JACKSON — Randy Wadkins, the Democrat challenging incumbent Republican Trent Kelly in north Mississippi’s 1st Congressional District, accuses Kelly of voting “just along party lines” while Kelly emphasizes his effort to build bipartisan bridges.
But maybe the starkest contrast between Kelly and Wadkins is on health care. Kelly still supports the ideas behind the Republican effort to repeal and replace President Barack Obama’s health care law. Wadkins calls that plan “ridiculous” and says he favors the government paying for health insurance for all Americans.
The 22-county district stretches from the suburbs of Memphis south and east to Tupelo and Columbus. Kelly, 52, a former district attorney, first won election to Congress in 2015 after the death of U.S. Rep Alan Nunnelee and easily won re-election to a full term in 2016. Also on the ballot is Reform Party member Tracella Lou O’Hara Hill.
The 53-year-old Wadkins had raised $154,000 since the start of 2017 and had $51,000 on hand as of Oct. 17, according to Federal Election Commission data. Kelly had raised $850,000 and had $202,000 on hand.
Although Wadkins is clearly an underdog, Democrats have defied the odds before in the recent past. Travis Childers won a special election and then a full term in 2008 before losing to Nunnelee in 2010.
A brigadier general in the Mississippi National Guard, Kelly emphasizes his support for continued higher military spending and his membership on the House Armed Services Committee.
“We have re-energized our military and are funding them to get them caught up from 15 or 16 years of challenges from the war on terror and deployments,” Kelly said.
Wadkins, a professor of biochemistry at the University of Mississippi, says he was driven to run by his frustration with Kelly and President Donald Trump. The cancer researcher said he began building a connection to politics during a 2015-16 fellowship that he spent working for Democratic U.S. Rep. Steve Cohen of Memphis, Tennessee.
“I watched Trent Kelly vote for a year,” Wadkins said. He criticizes the current Congress and its Republican leadership for “voting just along party lines.”
Kelly, though, says he’s strived to work with other members of Congress, both Republicans and Democrats.
“I just try to build relationships with people who I think can help,” said Kelly, whose biggest brush with the national spotlight was when a gunman who ultimately shot U.S. Rep Steve Scalise, a Louisiana Republican, took a shot at him on a baseball practice field in June 2017. Kelly wasn’t among the five people shot.
Wadkins said he supports Mississippi expanding Medicaid coverage to low-income adults, something the state’s Republican leadership has steadfastly refused to do. He cites those uninsured adults as the reason many hospitals are struggling financially, with some in danger of closing.
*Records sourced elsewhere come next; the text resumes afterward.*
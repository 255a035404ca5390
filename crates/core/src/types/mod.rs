//! Core types for Samovar.
//!
//! This module provides type-safe wrappers for common domain concepts.

pub mod id;
pub mod money;
pub mod status;

pub use id::*;
pub use money::Toman;
pub use status::{OrderStatus, Role};
//! Admin user directory manager.

use std::sync::Arc;

use parking_lot::Mutex;

use samovar_core::UserId;

use crate::error::ApiError;
use crate::http::ApiClient;
use crate::models::{NewUser, ToggleActiveAck, UserAccount, UserUpdate};

const USERS_PATH: &str = "/api/admin/users";

/// Snapshot-owning manager for the admin user family.
///
/// Every endpoint here requires the admin role server-side; the client
/// just relays and lets a 403 speak for itself.
#[derive(Clone)]
pub struct UserDirectory {
    api: ApiClient,
    snapshot: Arc<Mutex<Vec<UserAccount>>>,
}

impl UserDirectory {
    #[must_use]
    pub fn new(api: ApiClient) -> Self {
        Self {
            api,
            snapshot: Arc::new(Mutex::new(Vec::new())),
        }
    }

    /// Fetch all user accounts, replacing the snapshot.
    ///
    /// # Errors
    ///
    /// Propagates the underlying [`ApiError`]; the old snapshot stays in
    /// place on failure.
    pub async fn load(&self) -> Result<Vec<UserAccount>, ApiError> {
        let users: Vec<UserAccount> = self.api.get(USERS_PATH).await?;
        self.snapshot.lock().clone_from(&users);
        Ok(users)
    }

    /// The current snapshot.
    #[must_use]
    pub fn users(&self) -> Vec<UserAccount> {
        self.snapshot.lock().clone()
    }

    /// Create a user account.
    ///
    /// # Errors
    ///
    /// Propagates the underlying [`ApiError`].
    pub async fn create(&self, user: &NewUser) -> Result<UserAccount, ApiError> {
        self.api.post(USERS_PATH, user).await
    }

    /// Replace a user account wholesale.
    ///
    /// # Errors
    ///
    /// Propagates the underlying [`ApiError`].
    pub async fn replace(&self, id: UserId, update: &UserUpdate) -> Result<UserAccount, ApiError> {
        self.api.put(&format!("{USERS_PATH}/{id}"), update).await
    }

    /// Enable a user account.
    ///
    /// # Errors
    ///
    /// Propagates the underlying [`ApiError`].
    pub async fn activate(&self, id: UserId) -> Result<(), ApiError> {
        let _: serde_json::Value = self
            .api
            .patch_empty(&format!("{USERS_PATH}/{id}/activate"))
            .await?;
        Ok(())
    }

    /// Disable a user account.
    ///
    /// # Errors
    ///
    /// Propagates the underlying [`ApiError`].
    pub async fn deactivate(&self, id: UserId) -> Result<(), ApiError> {
        let _: serde_json::Value = self
            .api
            .patch_empty(&format!("{USERS_PATH}/{id}/deactivate"))
            .await?;
        Ok(())
    }

    /// Flip a user account's active flag; returns the new state.
    ///
    /// # Errors
    ///
    /// Propagates the underlying [`ApiError`].
    pub async fn toggle_active(&self, id: UserId) -> Result<bool, ApiError> {
        let ack: ToggleActiveAck = self
            .api
            .patch_empty(&format!("{USERS_PATH}/{id}/toggle-active"))
            .await?;
        Ok(ack.is_active)
    }

    /// Delete a user account.
    ///
    /// # Errors
    ///
    /// Propagates the underlying [`ApiError`].
    pub async fn delete(&self, id: UserId) -> Result<(), ApiError> {
        let _: serde_json::Value = self.api.delete(&format!("{USERS_PATH}/{id}")).await?;
        Ok(())
    }
}
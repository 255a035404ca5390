//! Transient user-facing messages.
//!
//! The feed is pure state: it never reads the clock, callers pass an
//! `Instant` into every time-sensitive operation. Frontends render the
//! active alerts however they like (the terminal adapter prints them; a
//! screen UI would draw them at the top of its container).

use std::time::{Duration, Instant};

/// How long an alert stays active before it expires.
pub const ALERT_TTL: Duration = Duration::from_secs(5);

/// Severity of an [`Alert`].
#[derive(Debug, Clone, Copy, PartialEq, Eq)]
pub enum AlertLevel {
    Info,
    Success,
    Danger,
}

impl AlertLevel {
    /// CSS-style class name for this level.
    #[must_use]
    pub const fn css_class(self) -> &'static str {
        match self {
            Self::Info => "alert-info",
            Self::Success => "alert-success",
            Self::Danger => "alert-danger",
        }
    }
}

/// A single transient message.
#[derive(Debug, Clone)]
pub struct Alert {
    pub id: u64,
    pub level: AlertLevel,
    pub message: String,
    posted_at: Instant,
}

impl Alert {
    /// Whether this alert has outlived [`ALERT_TTL`].
    #[must_use]
    pub fn is_expired(&self, now: Instant) -> bool {
        now.saturating_duration_since(self.posted_at) >= ALERT_TTL
    }
}

/// Ordered feed of transient messages, newest first.
#[derive(Debug, Default)]
pub struct AlertFeed {
    alerts: Vec<Alert>,
    next_id: u64,
}

impl AlertFeed {
    #[must_use]
    pub fn new() -> Self {
        Self::default()
    }

    /// Post a message; returns its id for later dismissal.
    ///
    /// New alerts go to the front of the feed.
    pub fn post(&mut self, level: AlertLevel, message: impl Into<String>, now: Instant) -> u64 {
        let id = self.next_id;
        self.next_id += 1;
        self.alerts.insert(
            0,
            Alert {
                id,
                level,
                message: message.into(),
                posted_at: now,
            },
        );
        id
    }

    /// Post an informational message.
    pub fn info(&mut self, message: impl Into<String>, now: Instant) -> u64 {
        self.post(AlertLevel::Info, message, now)
    }

    /// Post a success message.
    pub fn success(&mut self, message: impl Into<String>, now: Instant) -> u64 {
        self.post(AlertLevel::Success, message, now)
    }

    /// Post an error message.
    pub fn danger(&mut self, message: impl Into<String>, now: Instant) -> u64 {
        self.post(AlertLevel::Danger, message, now)
    }

    /// Dismiss an alert before it expires. Returns whether it was present.
    pub fn dismiss(&mut self, id: u64) -> bool {
        let before = self.alerts.len();
        self.alerts.retain(|a| a.id != id);
        self.alerts.len() != before
    }

    /// Drop expired alerts and return the ones still active, newest first.
    pub fn active(&mut self, now: Instant) -> &[Alert] {
        self.alerts.retain(|a| !a.is_expired(now));
        &self.alerts
    }
}
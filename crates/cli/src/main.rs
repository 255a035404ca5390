//! Samovar CLI - terminal frontend for the café API.
//!
//! # Usage
//!
//! ```bash
//! # Sign in (token lands in the session file)
//! samovar login -u morteza
//!
//! # Today's numbers
//! samovar dashboard
//!
//! # Menu and orders
//! samovar products
//! samovar orders --status open
//! samovar new-order --table 4 3=2 7=1
//! samovar order-status 12 closed
//!
//! # Admin panel
//! samovar users list
//! samovar users create -u sara -n "سارا محمدی" -r cashier
//!
//! # Sign out
//! samovar logout
//! ```
//!
//! # Environment Variables
//!
//! - `SAMOVAR_BASE_URL` - Café API base URL (default: `http://127.0.0.1:8080`)
//! - `SAMOVAR_SESSION_FILE` - Session file path

#![cfg_attr(not(test), forbid(unsafe_code))]

use std::sync::Arc;
use std::time::Instant;

use clap::{Parser, Subcommand};

use samovar_client::{ApiClient, ClientConfig, SessionStore};
use samovar_core::alert::AlertFeed;

mod commands;
mod pages;
mod render;

use pages::Page;

#[derive(Parser)]
#[command(name = "samovar")]
#[command(author, version, about = "Terminal frontend for the Samovar café API")]
struct Cli {
    #[command(subcommand)]
    command: Commands,
}

#[derive(Subcommand)]
enum Commands {
    /// Sign in and store the session
    Login {
        /// Username
        #[arg(short, long)]
        username: String,

        /// Password (prompted when omitted)
        #[arg(short, long)]
        password: Option<String>,
    },
    /// Sign out and clear the stored session
    Logout {
        /// Skip the confirmation prompt
        #[arg(long)]
        yes: bool,
    },
    /// Refresh and show the signed-in profile
    Whoami,
    /// Show today's dashboard counters
    Dashboard,
    /// List the menu, optionally one category
    Products {
        /// Category name, or "all"
        #[arg(short, long)]
        category: Option<String>,
    },
    /// List orders, optionally narrowed to one status
    Orders {
        /// Status filter (open, closed, cancelled)
        #[arg(short, long)]
        status: Option<String>,
    },
    /// Place a new order from product-id=quantity pairs
    NewOrder {
        /// Table number
        #[arg(short, long)]
        table: Option<u32>,

        /// Discount in Toman
        #[arg(short, long, default_value_t = 0)]
        discount: i64,

        /// Order lines as product-id=quantity
        #[arg(required = true)]
        items: Vec<String>,
    },
    /// Move an order to a new status
    OrderStatus {
        /// Order id
        id: i32,

        /// New status (open, closed, cancelled)
        status: String,
    },
    /// Manage user accounts (admin only)
    Users {
        #[command(subcommand)]
        action: UserAction,
    },
    /// Check the server is reachable
    Ping,
}

#[derive(Subcommand)]
enum UserAction {
    /// List all accounts
    List,
    /// Create an account
    Create {
        /// Username
        #[arg(short, long)]
        username: String,

        /// Display name
        #[arg(short = 'n', long)]
        full_name: String,

        /// Role (admin, cashier)
        #[arg(short, long, default_value = "cashier")]
        role: String,

        /// Password (prompted when omitted)
        #[arg(short, long)]
        password: Option<String>,
    },
    /// Flip an account's active flag
    ToggleActive {
        /// User id
        id: i32,
    },
    /// Delete an account
    Delete {
        /// User id
        id: i32,

        /// Skip the confirmation prompt
        #[arg(long)]
        yes: bool,
    },
}

impl Commands {
    /// The page a command belongs to, for the bootstrap gate.
    const fn page(&self) -> Page {
        match self {
            Self::Login { .. } => Page::Login,
            Self::Ping => Page::Home,
            Self::Dashboard => Page::Dashboard,
            Self::Products { .. } | Self::NewOrder { .. } => Page::NewOrder,
            Self::Orders { .. } | Self::OrderStatus { .. } => Page::Orders,
            Self::Users { .. } => Page::Admin,
            // Logging out and asking "who am I" both need a session to act on.
            Self::Logout { .. } | Self::Whoami => Page::Dashboard,
        }
    }
}

#[tokio::main]
async fn main() {
    // Initialize tracing
    tracing_subscriber::fmt::init();

    let cli = Cli::parse();

    let mut alerts = AlertFeed::new();
    let result = run(cli, &mut alerts).await;

    let failed = result.is_err();
    if let Err(e) = result {
        alerts.danger(e.to_string(), Instant::now());
    }
    render::alerts(alerts.active(Instant::now()));
    if failed {
        std::process::exit(1);
    }
}

async fn run(cli: Cli, alerts: &mut AlertFeed) -> Result<(), Box<dyn std::error::Error>> {
    let config = ClientConfig::from_env()?;
    let session = SessionStore::open(&config.session_file);
    let api = ApiClient::new(
        config.base_url,
        session.clone(),
        Arc::new(pages::CliNavigator),
    );

    // Page bootstrap: the gate runs before any page logic.
    let page = cli.command.page();
    tracing::debug!(page = page.path(), "bootstrapping");
    if let Some(redirect) = pages::gate(page, &session) {
        return Err(match redirect {
            pages::Redirect::Login => "no active session - run `samovar login` first",
            pages::Redirect::Home => "this page needs the admin role",
        }
        .into());
    }

    // The user display: show who is signed in on every protected page.
    if !page.is_public()
        && let Some(user) = session.user()
    {
        render::user_banner(&user);
    }

    match cli.command {
        Commands::Login { username, password } => {
            commands::auth::login(&api, &username, password, alerts).await?;
        }
        Commands::Logout { yes } => commands::auth::logout(&api, yes, alerts)?,
        Commands::Whoami => commands::auth::whoami(&api).await?,
        Commands::Dashboard => commands::dashboard::show(&api).await?,
        Commands::Products { category } => {
            commands::products::list(&api, category.as_deref()).await?;
        }
        Commands::Orders { status } => commands::orders::list(&api, status.as_deref()).await?,
        Commands::NewOrder {
            table,
            discount,
            items,
        } => commands::orders::create(&api, table, discount, &items, alerts).await?,
        Commands::OrderStatus { id, status } => {
            commands::orders::set_status(&api, id, &status, alerts).await?;
        }
        Commands::Users { action } => match action {
            UserAction::List => commands::users::list(&api).await?,
            UserAction::Create {
                username,
                full_name,
                role,
                password,
            } => {
                commands::users::create(&api, &username, &full_name, &role, password, alerts)
                    .await?;
            }
            UserAction::ToggleActive { id } => {
                commands::users::toggle_active(&api, id, alerts).await?;
            }
            UserAction::Delete { id, yes } => {
                commands::users::delete(&api, id, yes, alerts).await?;
            }
        },
        Commands::Ping => commands::ping(&api).await?,
    }
    Ok(())
}
//! Samovar Client - REST client and session management for the café API.
//!
//! # Architecture
//!
//! - [`SessionStore`] persists the bearer token and cached profile in a
//!   JSON file with two fixed keys; all reads are served from memory.
//! - [`ApiClient`] issues authenticated JSON requests and is the sole
//!   place transport/HTTP outcomes become [`ApiError`] values.
//! - [`AuthService`] owns the session lifecycle: login, logout, refresh.
//! - [`resources`] holds one snapshot-owning manager per REST family.
//!
//! Managers never present errors; they propagate [`ApiError`] unchanged
//! and the frontend decides how to show it.
//!
//! # Example
//!
//! ```rust,ignore
//! use std::sync::Arc;
//! use samovar_client::{ApiClient, AuthService, ClientConfig, NoopNavigator, SessionStore};
//! use samovar_client::resources::ProductCatalog;
//!
//! let config = ClientConfig::from_env()?;
//! let session = SessionStore::open(&config.session_file);
//! let api = ApiClient::new(config.base_url, session, Arc::new(NoopNavigator));
//!
//! let auth = AuthService::new(api.clone());
//! auth.login("morteza", "hunter2").await?;
//!
//! let catalog = ProductCatalog::new(api);
//! let products = catalog.load().await?;
//! ```

#![cfg_attr(not(test), forbid(unsafe_code))]

pub mod auth;
pub mod config;
pub mod error;
pub mod http;
pub mod models;
pub mod resources;
pub mod session;

pub use auth::AuthService;
pub use config::{ClientConfig, ConfigError};
pub use error::ApiError;
pub use http::{ApiClient, Navigator, NoopNavigator};
pub use session::SessionStore;
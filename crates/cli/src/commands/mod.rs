//! Page-level commands.
//!
//! Each submodule covers one page of the web app. Commands own the
//! error presentation: manager failures bubble up to `main`, which turns
//! them into danger alerts.

#![allow(clippy::print_stdout)]

pub mod auth;
pub mod dashboard;
pub mod orders;
pub mod products;
pub mod users;

use std::io::Write;

use samovar_client::ApiClient;

use crate::render;

pub type CommandResult = Result<(), Box<dyn std::error::Error>>;

/// Ask a yes/no question on the terminal; default is no.
pub fn confirm(prompt: &str) -> std::io::Result<bool> {
    print!("{prompt} [y/N] ");
    std::io::stdout().flush()?;
    let mut line = String::new();
    std::io::stdin().read_line(&mut line)?;
    Ok(matches!(line.trim(), "y" | "Y"))
}

/// Read one line, for credentials given interactively.
pub fn prompt_line(prompt: &str) -> std::io::Result<String> {
    print!("{prompt}: ");
    std::io::stdout().flush()?;
    let mut line = String::new();
    std::io::stdin().read_line(&mut line)?;
    Ok(line.trim_end_matches(['\r', '\n']).to_owned())
}

/// Check the server is reachable.
///
/// # Errors
///
/// Propagates the underlying client error.
pub async fn ping(api: &ApiClient) -> CommandResult {
    let info = samovar_client::resources::server_info(api).await?;
    render::server_info(&info);
    Ok(())
}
Wadkins said the long-term solution is for the government to take over providing health insurance for everyone.
“Ultimately, what you’re going to have to get to is Medicare for all,” he said. “It’s basically the nationalization of health insurance.”
Kelly, though, said he still supports the 2017 House Republican proposal to repeal parts of “Obamacare” as a “good step forward” and predicts there will be more efforts next year. He said his main goal is to make coverage affordable and available and dismisses broad government-paid coverage of the kind Wadkins advocates. “Quite frankly, we can’t afford it,” Kelly said.
Kelly cites corporate tax cuts and efforts to reduce regulation among Republicans’ other top achievements.
Wadkins, though, has a less rosy view of the economy, saying he sees bright young people leaving the state “every year at graduation” and wants to try to use his science credentials to recruit higher-paying employers.
“He didn’t seem to live in the same state I live in,” Wadkins said of Kelly. “I live in a state where jobs are scarce and there’s a lot of poverty.”